### [Required action]
How many lines in the entries below contain "actual"? Answer with the number only.

*** Given information ***

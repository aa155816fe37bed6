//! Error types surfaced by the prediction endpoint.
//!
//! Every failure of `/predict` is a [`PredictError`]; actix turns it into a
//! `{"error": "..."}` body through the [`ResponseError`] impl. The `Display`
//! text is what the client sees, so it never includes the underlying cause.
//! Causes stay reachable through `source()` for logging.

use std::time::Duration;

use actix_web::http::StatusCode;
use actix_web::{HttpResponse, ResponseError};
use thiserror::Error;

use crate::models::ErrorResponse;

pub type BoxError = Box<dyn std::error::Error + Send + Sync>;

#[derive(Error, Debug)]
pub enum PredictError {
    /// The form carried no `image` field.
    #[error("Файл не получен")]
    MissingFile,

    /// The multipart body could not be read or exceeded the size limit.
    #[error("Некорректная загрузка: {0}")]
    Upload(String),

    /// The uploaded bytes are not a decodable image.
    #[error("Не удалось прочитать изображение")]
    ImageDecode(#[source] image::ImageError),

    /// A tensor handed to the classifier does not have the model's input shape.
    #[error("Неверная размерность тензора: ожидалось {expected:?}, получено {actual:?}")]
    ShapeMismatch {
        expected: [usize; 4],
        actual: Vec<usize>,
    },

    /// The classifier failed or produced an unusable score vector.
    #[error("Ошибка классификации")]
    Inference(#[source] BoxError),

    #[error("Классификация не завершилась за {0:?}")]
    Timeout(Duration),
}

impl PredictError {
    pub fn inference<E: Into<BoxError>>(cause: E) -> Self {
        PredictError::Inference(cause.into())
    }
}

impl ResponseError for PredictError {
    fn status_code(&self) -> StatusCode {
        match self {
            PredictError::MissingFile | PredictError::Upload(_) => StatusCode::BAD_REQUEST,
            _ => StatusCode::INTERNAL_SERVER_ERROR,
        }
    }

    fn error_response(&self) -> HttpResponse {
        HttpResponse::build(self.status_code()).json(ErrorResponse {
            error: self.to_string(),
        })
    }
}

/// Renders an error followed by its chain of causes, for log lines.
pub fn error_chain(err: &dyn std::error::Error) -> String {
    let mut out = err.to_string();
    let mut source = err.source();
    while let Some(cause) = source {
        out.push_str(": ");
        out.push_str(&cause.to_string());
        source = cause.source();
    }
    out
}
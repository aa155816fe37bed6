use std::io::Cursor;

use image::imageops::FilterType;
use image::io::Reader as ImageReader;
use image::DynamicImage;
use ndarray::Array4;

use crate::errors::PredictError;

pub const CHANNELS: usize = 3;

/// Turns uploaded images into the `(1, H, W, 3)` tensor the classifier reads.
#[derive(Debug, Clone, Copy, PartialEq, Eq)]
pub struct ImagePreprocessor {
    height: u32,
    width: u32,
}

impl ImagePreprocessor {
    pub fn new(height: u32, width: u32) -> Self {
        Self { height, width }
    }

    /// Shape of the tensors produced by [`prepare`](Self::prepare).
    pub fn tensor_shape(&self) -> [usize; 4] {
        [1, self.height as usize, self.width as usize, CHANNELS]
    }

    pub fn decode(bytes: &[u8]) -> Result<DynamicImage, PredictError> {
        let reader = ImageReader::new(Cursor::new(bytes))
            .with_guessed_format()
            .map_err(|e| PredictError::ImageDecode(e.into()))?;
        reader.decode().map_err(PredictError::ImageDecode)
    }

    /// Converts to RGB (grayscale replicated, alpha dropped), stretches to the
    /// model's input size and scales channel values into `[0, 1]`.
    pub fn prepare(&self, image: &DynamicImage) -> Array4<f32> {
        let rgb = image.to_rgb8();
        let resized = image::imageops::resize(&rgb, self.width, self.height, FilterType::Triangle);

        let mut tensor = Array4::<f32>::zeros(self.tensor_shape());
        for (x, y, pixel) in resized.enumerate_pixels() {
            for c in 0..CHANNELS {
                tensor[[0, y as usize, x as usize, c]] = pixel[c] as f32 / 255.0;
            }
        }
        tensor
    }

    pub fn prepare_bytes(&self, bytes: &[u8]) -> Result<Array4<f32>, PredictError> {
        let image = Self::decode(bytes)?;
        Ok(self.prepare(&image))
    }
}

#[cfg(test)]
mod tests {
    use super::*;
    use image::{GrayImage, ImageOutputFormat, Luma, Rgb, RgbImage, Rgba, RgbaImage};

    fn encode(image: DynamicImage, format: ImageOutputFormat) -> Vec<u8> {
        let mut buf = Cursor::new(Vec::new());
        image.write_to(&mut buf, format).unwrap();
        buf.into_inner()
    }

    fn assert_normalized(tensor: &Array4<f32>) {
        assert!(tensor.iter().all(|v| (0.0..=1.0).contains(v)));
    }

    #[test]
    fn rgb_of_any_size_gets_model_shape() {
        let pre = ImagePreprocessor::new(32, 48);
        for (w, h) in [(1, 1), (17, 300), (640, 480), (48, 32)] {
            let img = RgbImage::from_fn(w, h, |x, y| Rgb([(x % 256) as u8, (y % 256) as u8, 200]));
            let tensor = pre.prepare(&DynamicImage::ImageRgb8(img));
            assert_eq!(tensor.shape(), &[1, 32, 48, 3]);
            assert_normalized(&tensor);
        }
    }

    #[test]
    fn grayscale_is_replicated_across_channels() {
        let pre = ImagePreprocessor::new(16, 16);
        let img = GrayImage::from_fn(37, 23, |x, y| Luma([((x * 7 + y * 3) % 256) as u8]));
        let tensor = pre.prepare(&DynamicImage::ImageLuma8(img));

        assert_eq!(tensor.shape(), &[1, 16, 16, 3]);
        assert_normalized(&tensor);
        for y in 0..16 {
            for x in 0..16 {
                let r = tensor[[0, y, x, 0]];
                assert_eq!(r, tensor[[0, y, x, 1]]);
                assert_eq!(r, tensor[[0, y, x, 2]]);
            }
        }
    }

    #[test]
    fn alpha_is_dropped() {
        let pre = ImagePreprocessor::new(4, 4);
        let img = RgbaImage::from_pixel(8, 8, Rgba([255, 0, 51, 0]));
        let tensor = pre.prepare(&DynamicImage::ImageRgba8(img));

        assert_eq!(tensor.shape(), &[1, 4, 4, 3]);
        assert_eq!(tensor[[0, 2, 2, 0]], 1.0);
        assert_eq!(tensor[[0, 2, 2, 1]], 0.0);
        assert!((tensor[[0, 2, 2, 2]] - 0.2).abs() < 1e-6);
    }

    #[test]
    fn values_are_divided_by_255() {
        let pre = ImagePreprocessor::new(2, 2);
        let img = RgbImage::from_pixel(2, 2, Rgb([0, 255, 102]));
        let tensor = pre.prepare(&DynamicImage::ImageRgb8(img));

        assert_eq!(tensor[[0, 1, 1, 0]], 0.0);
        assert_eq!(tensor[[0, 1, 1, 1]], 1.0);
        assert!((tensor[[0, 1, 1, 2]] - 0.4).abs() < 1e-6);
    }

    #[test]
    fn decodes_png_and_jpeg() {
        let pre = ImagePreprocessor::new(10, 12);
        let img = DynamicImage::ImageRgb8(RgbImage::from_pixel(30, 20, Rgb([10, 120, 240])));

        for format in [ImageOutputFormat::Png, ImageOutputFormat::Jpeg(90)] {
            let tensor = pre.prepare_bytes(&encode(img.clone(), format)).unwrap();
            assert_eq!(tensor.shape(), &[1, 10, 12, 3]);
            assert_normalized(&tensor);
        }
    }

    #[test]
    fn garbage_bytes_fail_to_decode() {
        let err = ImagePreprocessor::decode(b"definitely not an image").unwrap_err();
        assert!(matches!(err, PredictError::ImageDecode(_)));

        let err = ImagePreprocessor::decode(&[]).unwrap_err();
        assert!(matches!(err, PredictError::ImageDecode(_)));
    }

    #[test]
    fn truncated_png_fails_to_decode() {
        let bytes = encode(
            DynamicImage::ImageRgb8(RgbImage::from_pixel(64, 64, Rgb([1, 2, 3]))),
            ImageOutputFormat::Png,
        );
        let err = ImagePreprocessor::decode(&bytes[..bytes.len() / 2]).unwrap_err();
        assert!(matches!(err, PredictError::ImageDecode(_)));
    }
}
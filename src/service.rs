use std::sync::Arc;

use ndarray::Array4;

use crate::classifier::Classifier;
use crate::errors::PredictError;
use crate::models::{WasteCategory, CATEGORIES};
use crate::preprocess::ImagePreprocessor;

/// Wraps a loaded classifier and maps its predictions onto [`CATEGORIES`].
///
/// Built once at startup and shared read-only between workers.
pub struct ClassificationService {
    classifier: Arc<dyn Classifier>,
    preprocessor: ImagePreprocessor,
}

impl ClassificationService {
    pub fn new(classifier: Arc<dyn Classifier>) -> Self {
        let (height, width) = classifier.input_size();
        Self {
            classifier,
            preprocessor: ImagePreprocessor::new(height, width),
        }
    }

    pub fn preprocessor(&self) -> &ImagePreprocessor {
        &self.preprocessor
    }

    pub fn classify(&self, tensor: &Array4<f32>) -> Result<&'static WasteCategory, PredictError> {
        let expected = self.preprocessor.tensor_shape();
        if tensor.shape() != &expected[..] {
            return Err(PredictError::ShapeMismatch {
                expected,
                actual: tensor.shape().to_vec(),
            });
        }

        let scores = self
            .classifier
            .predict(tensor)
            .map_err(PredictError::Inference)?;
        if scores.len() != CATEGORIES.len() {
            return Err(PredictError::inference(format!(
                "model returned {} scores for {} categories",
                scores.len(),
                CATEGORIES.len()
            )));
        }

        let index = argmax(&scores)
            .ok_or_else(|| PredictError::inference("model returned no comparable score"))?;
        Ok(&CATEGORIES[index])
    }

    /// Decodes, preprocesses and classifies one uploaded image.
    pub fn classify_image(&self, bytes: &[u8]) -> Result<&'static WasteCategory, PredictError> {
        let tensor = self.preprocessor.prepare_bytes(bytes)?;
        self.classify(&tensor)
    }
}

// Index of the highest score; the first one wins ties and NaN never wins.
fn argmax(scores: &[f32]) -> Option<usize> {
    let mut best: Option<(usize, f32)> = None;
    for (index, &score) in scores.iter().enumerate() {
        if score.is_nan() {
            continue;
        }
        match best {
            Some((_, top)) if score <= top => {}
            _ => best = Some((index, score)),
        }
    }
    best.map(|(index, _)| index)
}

*** End of Given information ***

### [Response to the task]
3